**Task directions:**
From the data below, return the exact lines starting at the line containing "filename src/main.rs" and ending at the line containing "both are present", both included, and nothing else.

Dataset entries
----------------------------------------
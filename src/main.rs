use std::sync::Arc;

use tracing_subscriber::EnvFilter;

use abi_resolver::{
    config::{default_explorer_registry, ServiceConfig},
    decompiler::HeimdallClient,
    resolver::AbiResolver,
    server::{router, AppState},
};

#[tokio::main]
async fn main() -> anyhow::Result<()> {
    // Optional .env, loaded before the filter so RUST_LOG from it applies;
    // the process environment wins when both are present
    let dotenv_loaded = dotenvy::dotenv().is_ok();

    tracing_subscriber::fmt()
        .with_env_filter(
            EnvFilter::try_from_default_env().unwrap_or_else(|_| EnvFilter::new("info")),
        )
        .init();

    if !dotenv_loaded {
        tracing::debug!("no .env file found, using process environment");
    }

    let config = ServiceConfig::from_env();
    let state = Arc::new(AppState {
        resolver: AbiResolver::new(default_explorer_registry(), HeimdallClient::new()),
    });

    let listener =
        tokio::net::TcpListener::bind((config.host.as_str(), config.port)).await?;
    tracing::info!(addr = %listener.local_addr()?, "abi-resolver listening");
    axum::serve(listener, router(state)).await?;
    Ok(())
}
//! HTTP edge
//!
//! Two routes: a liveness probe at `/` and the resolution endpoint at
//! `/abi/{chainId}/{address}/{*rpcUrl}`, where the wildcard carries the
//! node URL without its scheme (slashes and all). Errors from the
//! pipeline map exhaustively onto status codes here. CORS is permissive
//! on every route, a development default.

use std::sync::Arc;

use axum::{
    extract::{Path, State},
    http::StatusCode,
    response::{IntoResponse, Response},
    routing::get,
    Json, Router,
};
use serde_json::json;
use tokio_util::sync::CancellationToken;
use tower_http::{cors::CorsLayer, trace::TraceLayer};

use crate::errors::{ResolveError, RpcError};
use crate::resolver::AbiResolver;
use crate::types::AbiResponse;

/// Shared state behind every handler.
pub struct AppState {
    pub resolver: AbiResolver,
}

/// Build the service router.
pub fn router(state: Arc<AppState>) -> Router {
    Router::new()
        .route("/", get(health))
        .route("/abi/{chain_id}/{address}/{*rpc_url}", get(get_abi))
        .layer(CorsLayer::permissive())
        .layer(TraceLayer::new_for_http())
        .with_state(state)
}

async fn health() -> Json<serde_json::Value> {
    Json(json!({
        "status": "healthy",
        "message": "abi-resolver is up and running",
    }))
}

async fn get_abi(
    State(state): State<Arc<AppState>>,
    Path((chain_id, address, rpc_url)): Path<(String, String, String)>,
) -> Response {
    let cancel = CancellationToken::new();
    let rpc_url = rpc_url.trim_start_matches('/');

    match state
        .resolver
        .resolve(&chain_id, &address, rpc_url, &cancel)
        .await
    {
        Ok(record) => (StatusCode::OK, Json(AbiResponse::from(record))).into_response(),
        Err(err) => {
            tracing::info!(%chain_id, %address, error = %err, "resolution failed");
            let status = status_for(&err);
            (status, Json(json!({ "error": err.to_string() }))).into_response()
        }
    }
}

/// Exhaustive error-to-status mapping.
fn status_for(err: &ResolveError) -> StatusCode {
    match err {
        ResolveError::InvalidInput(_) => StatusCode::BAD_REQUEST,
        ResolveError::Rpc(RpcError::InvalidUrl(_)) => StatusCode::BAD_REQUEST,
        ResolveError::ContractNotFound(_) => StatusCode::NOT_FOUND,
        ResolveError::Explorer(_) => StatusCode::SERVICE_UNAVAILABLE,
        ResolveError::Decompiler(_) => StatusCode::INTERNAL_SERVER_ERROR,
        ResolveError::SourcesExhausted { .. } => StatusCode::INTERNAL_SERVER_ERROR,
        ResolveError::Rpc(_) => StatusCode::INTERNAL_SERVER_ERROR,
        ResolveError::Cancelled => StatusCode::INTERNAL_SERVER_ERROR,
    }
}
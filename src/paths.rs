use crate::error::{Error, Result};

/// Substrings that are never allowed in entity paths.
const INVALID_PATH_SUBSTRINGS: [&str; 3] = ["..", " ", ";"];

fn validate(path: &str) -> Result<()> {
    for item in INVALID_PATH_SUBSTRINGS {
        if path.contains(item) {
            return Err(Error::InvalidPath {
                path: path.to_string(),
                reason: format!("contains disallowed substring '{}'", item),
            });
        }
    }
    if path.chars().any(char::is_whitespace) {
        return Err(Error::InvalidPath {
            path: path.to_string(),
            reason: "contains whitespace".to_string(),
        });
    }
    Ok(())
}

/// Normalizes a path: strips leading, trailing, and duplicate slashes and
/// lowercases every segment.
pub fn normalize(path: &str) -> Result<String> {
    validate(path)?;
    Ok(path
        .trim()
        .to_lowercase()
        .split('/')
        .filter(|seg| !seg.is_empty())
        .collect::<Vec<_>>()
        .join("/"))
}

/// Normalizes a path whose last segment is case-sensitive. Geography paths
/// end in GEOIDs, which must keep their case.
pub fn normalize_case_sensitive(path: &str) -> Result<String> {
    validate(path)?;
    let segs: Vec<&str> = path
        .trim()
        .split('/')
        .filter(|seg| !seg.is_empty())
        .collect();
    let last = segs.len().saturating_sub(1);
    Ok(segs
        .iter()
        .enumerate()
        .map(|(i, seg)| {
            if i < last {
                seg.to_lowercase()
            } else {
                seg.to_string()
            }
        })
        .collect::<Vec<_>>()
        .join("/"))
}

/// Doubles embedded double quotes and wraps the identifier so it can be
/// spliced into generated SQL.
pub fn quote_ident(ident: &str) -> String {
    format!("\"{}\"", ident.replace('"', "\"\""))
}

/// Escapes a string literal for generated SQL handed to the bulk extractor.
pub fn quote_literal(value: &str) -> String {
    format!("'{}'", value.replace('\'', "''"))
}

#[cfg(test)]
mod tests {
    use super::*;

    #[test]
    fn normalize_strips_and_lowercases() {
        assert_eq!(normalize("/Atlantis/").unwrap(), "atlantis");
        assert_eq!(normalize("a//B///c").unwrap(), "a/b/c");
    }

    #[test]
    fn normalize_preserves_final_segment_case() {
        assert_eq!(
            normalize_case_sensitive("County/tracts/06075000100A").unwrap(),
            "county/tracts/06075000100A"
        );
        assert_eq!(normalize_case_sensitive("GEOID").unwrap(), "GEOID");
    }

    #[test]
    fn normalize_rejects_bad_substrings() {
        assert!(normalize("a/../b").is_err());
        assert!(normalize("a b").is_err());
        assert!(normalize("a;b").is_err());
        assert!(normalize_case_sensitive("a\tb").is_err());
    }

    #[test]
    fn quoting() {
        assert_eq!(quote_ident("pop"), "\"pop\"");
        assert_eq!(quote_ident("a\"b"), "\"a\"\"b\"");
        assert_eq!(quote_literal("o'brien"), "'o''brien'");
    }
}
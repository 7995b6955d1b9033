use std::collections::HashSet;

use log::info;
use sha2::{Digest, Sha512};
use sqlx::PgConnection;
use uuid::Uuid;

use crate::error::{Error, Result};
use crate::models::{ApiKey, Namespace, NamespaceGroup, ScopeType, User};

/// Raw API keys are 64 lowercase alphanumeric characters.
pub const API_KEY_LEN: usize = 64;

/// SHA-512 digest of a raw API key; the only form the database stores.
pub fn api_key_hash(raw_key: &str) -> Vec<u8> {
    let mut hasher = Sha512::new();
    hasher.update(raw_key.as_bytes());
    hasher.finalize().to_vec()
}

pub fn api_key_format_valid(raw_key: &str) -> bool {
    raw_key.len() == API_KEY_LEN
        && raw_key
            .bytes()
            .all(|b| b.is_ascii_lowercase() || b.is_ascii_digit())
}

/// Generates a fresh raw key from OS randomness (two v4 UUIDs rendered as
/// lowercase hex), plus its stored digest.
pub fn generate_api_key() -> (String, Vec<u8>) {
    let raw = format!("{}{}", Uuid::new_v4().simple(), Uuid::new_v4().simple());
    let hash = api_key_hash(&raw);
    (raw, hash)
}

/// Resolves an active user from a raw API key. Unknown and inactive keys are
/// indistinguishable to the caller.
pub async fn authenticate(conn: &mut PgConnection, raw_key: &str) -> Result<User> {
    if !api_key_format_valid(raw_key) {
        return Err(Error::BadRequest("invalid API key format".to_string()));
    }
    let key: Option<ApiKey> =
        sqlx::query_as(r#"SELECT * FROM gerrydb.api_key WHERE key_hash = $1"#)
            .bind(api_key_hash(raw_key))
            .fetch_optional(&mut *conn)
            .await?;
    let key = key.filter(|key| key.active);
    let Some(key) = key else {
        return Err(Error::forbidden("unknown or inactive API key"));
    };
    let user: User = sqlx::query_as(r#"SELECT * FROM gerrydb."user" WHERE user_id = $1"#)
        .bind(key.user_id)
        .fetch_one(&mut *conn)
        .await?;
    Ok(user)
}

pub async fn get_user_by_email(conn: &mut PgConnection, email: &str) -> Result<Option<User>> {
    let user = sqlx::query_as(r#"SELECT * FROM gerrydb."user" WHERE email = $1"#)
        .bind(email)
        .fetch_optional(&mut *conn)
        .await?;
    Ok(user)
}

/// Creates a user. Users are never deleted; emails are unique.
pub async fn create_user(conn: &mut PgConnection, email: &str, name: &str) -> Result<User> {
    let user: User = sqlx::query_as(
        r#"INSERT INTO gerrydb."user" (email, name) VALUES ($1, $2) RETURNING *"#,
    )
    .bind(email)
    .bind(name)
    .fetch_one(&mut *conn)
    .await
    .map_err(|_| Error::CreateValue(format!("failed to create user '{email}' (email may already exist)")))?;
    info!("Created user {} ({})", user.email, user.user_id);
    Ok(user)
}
----------------------------------------
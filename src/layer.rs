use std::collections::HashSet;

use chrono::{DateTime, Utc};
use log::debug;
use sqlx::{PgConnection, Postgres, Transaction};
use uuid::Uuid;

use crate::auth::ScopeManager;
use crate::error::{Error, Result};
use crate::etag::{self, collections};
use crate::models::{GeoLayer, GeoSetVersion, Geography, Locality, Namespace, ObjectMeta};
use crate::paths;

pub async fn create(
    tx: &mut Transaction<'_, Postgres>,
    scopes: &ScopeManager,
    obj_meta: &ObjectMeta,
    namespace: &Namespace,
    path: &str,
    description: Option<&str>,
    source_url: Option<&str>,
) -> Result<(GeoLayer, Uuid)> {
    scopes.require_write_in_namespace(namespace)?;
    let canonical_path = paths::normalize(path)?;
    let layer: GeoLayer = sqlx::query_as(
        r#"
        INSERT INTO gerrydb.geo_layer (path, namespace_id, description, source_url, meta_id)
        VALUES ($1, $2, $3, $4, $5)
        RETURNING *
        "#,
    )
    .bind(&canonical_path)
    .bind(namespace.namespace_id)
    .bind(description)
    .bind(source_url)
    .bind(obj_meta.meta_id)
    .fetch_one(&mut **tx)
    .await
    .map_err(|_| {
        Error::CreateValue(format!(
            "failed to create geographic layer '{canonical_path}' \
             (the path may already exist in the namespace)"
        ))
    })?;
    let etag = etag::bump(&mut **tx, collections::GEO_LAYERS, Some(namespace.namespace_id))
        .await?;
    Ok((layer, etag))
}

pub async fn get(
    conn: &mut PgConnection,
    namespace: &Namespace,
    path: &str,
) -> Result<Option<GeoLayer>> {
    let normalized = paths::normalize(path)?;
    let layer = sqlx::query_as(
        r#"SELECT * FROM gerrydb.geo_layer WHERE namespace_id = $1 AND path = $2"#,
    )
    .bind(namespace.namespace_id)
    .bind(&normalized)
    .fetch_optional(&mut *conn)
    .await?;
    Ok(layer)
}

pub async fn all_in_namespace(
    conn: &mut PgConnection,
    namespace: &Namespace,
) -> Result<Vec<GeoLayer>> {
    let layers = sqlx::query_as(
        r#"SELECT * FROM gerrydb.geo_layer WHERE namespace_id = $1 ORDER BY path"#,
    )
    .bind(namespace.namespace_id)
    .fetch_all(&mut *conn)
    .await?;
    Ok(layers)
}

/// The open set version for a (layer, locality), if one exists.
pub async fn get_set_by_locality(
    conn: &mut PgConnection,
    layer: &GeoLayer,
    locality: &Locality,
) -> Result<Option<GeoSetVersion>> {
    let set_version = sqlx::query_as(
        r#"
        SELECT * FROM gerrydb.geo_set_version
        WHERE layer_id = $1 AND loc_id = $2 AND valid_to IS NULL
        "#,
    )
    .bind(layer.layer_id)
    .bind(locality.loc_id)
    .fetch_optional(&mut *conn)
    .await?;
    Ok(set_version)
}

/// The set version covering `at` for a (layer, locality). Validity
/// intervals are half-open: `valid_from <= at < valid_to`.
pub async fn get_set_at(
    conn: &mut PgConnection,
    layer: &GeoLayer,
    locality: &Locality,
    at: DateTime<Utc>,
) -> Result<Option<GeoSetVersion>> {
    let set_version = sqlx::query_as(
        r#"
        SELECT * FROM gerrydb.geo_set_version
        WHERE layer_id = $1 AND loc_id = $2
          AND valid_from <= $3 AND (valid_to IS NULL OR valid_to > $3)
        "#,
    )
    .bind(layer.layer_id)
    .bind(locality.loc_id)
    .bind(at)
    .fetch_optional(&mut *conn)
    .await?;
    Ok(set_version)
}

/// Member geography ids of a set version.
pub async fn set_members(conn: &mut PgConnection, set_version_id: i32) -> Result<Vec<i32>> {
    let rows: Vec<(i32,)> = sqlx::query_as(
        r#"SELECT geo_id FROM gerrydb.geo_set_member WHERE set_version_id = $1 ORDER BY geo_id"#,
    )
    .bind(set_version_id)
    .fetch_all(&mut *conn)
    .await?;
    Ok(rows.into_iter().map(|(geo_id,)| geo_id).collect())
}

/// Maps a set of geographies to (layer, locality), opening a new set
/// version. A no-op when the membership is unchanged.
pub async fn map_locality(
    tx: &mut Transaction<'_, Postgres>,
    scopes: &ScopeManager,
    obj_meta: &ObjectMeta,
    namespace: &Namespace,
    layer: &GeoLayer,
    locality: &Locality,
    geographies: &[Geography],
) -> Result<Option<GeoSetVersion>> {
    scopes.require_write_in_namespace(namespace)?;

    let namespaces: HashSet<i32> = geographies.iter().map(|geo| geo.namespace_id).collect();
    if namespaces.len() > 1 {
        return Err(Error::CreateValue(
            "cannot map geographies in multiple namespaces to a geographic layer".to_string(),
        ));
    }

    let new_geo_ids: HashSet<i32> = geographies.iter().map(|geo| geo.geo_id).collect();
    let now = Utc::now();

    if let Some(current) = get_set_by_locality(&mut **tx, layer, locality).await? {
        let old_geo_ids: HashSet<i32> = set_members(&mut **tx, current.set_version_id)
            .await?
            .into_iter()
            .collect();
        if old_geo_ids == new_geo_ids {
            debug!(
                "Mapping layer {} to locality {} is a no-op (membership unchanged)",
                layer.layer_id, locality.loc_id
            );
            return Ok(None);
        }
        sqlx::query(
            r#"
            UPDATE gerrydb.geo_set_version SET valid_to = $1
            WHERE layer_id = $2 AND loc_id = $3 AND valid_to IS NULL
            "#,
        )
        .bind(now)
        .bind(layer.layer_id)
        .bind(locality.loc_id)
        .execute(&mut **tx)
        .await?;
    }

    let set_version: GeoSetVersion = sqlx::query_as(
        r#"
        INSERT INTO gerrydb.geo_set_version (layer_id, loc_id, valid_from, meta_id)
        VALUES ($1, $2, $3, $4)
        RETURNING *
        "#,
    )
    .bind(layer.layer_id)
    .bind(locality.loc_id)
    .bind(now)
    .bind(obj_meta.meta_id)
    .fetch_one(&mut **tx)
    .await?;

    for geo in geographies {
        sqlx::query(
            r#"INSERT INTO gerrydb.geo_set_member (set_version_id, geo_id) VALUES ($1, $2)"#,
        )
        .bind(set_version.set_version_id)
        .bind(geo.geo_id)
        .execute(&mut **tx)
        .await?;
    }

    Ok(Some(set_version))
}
----------------------------------------
**Output of the task:**
filename src/main.rs
use std::sync::Arc;

use tracing_subscriber::EnvFilter;

use abi_resolver::{
    config::{default_explorer_registry, ServiceConfig},
    decompiler::HeimdallClient,
    resolver::AbiResolver,
    server::{router, AppState},
};

#[tokio::main]
async fn main() -> anyhow::Result<()> {
    // Optional .env, loaded before the filter so RUST_LOG from it applies;
    // the process environment wins when both are present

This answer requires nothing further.